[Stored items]
- - -

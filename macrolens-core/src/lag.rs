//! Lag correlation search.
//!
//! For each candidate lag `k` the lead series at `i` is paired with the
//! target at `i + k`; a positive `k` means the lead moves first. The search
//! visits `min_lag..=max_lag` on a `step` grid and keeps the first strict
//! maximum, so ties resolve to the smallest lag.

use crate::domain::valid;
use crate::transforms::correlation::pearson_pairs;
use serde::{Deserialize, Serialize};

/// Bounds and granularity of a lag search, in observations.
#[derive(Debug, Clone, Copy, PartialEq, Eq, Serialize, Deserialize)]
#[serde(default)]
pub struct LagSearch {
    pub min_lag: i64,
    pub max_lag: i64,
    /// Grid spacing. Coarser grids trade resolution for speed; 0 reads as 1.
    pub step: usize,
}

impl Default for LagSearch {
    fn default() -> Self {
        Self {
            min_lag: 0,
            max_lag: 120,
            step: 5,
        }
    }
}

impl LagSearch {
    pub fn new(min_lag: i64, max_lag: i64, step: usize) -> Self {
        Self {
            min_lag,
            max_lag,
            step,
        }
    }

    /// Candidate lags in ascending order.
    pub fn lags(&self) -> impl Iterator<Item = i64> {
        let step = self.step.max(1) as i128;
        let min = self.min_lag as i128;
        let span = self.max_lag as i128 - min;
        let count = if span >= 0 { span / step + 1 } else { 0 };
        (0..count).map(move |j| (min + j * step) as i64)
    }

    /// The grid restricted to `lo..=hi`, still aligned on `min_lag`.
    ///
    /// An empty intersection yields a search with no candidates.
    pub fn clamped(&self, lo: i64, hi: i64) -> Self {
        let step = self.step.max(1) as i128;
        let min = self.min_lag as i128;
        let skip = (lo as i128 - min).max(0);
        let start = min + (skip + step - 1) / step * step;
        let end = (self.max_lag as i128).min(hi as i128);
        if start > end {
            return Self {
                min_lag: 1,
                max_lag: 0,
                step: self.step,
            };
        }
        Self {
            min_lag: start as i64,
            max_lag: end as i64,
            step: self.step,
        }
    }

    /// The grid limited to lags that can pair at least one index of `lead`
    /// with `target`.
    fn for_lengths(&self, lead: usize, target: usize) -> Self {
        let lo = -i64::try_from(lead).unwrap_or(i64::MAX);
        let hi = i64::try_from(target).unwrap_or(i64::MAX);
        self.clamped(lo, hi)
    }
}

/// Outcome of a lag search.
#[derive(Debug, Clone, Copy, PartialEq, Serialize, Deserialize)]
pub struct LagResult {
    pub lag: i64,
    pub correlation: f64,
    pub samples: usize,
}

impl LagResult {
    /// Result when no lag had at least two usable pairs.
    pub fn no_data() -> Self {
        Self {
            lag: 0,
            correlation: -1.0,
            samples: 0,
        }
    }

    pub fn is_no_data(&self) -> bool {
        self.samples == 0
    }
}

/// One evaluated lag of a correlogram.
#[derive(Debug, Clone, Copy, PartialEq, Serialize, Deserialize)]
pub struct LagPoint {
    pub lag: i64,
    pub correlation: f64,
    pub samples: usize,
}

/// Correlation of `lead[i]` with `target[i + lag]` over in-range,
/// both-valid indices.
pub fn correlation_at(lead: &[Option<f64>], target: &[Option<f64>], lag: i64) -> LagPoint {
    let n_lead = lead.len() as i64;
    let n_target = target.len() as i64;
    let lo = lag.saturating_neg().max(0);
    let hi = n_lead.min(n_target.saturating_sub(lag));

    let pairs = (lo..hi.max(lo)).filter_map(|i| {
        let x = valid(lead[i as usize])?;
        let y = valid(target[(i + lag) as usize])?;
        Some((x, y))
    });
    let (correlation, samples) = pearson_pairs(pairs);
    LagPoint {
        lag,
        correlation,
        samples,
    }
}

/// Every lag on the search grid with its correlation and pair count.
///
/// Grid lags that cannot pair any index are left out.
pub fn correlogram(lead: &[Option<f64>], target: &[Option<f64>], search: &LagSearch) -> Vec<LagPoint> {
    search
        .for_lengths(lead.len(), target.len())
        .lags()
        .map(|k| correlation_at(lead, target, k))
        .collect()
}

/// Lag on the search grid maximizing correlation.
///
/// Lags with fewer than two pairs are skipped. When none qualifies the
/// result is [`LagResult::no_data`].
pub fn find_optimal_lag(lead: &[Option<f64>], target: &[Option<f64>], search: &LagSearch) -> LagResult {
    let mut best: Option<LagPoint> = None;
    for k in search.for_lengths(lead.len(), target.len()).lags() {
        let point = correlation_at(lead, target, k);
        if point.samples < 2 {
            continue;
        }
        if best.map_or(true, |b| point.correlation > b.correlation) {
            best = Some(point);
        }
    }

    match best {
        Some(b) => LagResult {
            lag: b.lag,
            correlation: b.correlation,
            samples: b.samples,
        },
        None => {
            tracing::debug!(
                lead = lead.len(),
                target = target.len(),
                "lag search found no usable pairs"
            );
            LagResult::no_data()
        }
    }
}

- - -

## Your instructions
Retype every line above with nothing changed.

## Result for this task
filename macrolens-core/src/lag.rs
//! Lag correlation search.
//!
//! For each candidate lag `k` the lead series at `i` is paired with the
//! target at `i + k`; a positive `k` means the lead moves first. The search
//! visits `min_lag..=max_lag` on a `step` grid and keeps the first strict
//! maximum, so ties resolve to the smallest lag.

use crate::domain::valid;
use crate::transforms::correlation::pearson_pairs;
use serde::{Deserialize, Serialize};

/// Bounds and granularity of a lag search, in observations.
#[derive(Debug, Clone, Copy, PartialEq, Eq, Serialize, Deserialize)]
#[serde(default)]
pub struct LagSearch {
    pub min_lag: i64,
    pub max_lag: i64,
    /// Grid spacing. Coarser grids trade resolution for speed; 0 reads as 1.
    pub step: usize,
}

impl Default for LagSearch {
    fn default() -> Self {
        Self {
            min_lag: 0,
            max_lag: 120,
            step: 5,
        }
    }
}

impl LagSearch {
    pub fn new(min_lag: i64, max_lag: i64, step: usize) -> Self {
        Self {
            min_lag,
            max_lag,
            step,
        }
    }

    /// Candidate lags in ascending order.
    pub fn lags(&self) -> impl Iterator<Item = i64> {
        let step = self.step.max(1) as i128;
        let min = self.min_lag as i128;
        let span = self.max_lag as i128 - min;
        let count = if span >= 0 { span / step + 1 } else { 0 };
        (0..count).map(move |j| (min + j * step) as i64)
    }

    /// The grid restricted to `lo..=hi`, still aligned on `min_lag`.
    ///
    /// An empty intersection yields a search with no candidates.
    pub fn clamped(&self, lo: i64, hi: i64) -> Self {
        let step = self.step.max(1) as i128;
        let min = self.min_lag as i128;
        let skip = (lo as i128 - min).max(0);
        let start = min + (skip + step - 1) / step * step;
        let end = (self.max_lag as i128).min(hi as i128);
        if start > end {
            return Self {
                min_lag: 1,
                max_lag: 0,
                step: self.step,
            };
        }
        Self {
            min_lag: start as i64,
            max_lag: end as i64,
            step: self.step,
        }
    }

    /// The grid limited to lags that can pair at least one index of `lead`
    /// with `target`.
    fn for_lengths(&self, lead: usize, target: usize) -> Self {
        let lo = -i64::try_from(lead).unwrap_or(i64::MAX);
        let hi = i64::try_from(target).unwrap_or(i64::MAX);
        self.clamped(lo, hi)
    }
}

/// Outcome of a lag search.
#[derive(Debug, Clone, Copy, PartialEq, Serialize, Deserialize)]
pub struct LagResult {
    pub lag: i64,
    pub correlation: f64,
    pub samples: usize,
}

impl LagResult {
    /// Result when no lag had at least two usable pairs.
    pub fn no_data() -> Self {
        Self {
            lag: 0,
            correlation: -1.0,
            samples: 0,
        }
    }

    pub fn is_no_data(&self) -> bool {
        self.samples == 0
    }
}

/// One evaluated lag of a correlogram.
#[derive(Debug, Clone, Copy, PartialEq, Serialize, Deserialize)]
pub struct LagPoint {
    pub lag: i64,
    pub correlation: f64,
    pub samples: usize,
}

/// Correlation of `lead[i]` with `target[i + lag]` over in-range,
/// both-valid indices.
pub fn correlation_at(lead: &[Option<f64>], target: &[Option<f64>], lag: i64) -> LagPoint {
    let n_lead = lead.len() as i64;
    let n_target = target.len() as i64;
    let lo = lag.saturating_neg().max(0);
    let hi = n_lead.min(n_target.saturating_sub(lag));

    let pairs = (lo..hi.max(lo)).filter_map(|i| {
        let x = valid(lead[i as usize])?;
        let y = valid(target[(i + lag) as usize])?;
        Some((x, y))
    });
    let (correlation, samples) = pearson_pairs(pairs);
    LagPoint {
        lag,
        correlation,
        samples,
    }
}

/// Every lag on the search grid with its correlation and pair count.
///
/// Grid lags that cannot pair any index are left out.
pub fn correlogram(lead: &[Option<f64>], target: &[Option<f64>], search: &LagSearch) -> Vec<LagPoint> {
    search
        .for_lengths(lead.len(), target.len())
        .lags()
        .map(|k| correlation_at(lead, target, k))
        .collect()
}

/// Lag on the search grid maximizing correlation.
///
/// Lags with fewer than two pairs are skipped. When none qualifies the
/// result is [`LagResult::no_data`].
pub fn find_optimal_lag(lead: &[Option<f64>], target: &[Option<f64>], search: &LagSearch) -> LagResult {
    let mut best: Option<LagPoint> = None;
    for k in search.for_lengths(lead.len(), target.len()).lags() {
        let point = correlation_at(lead, target, k);
        if point.samples < 2 {
            continue;
        }
        if best.map_or(true, |b| point.correlation > b.correlation) {
            best = Some(point);
        }
    }

    match best {
        Some(b) => LagResult {
            lag: b.lag,
            correlation: b.correlation,
            samples: b.samples,
        },
        None => {
            tracing::debug!(
                lead = lead.len(),
                target = target.len(),
                "lag search found no usable pairs"
            );
            LagResult::no_data()
        }
    }
}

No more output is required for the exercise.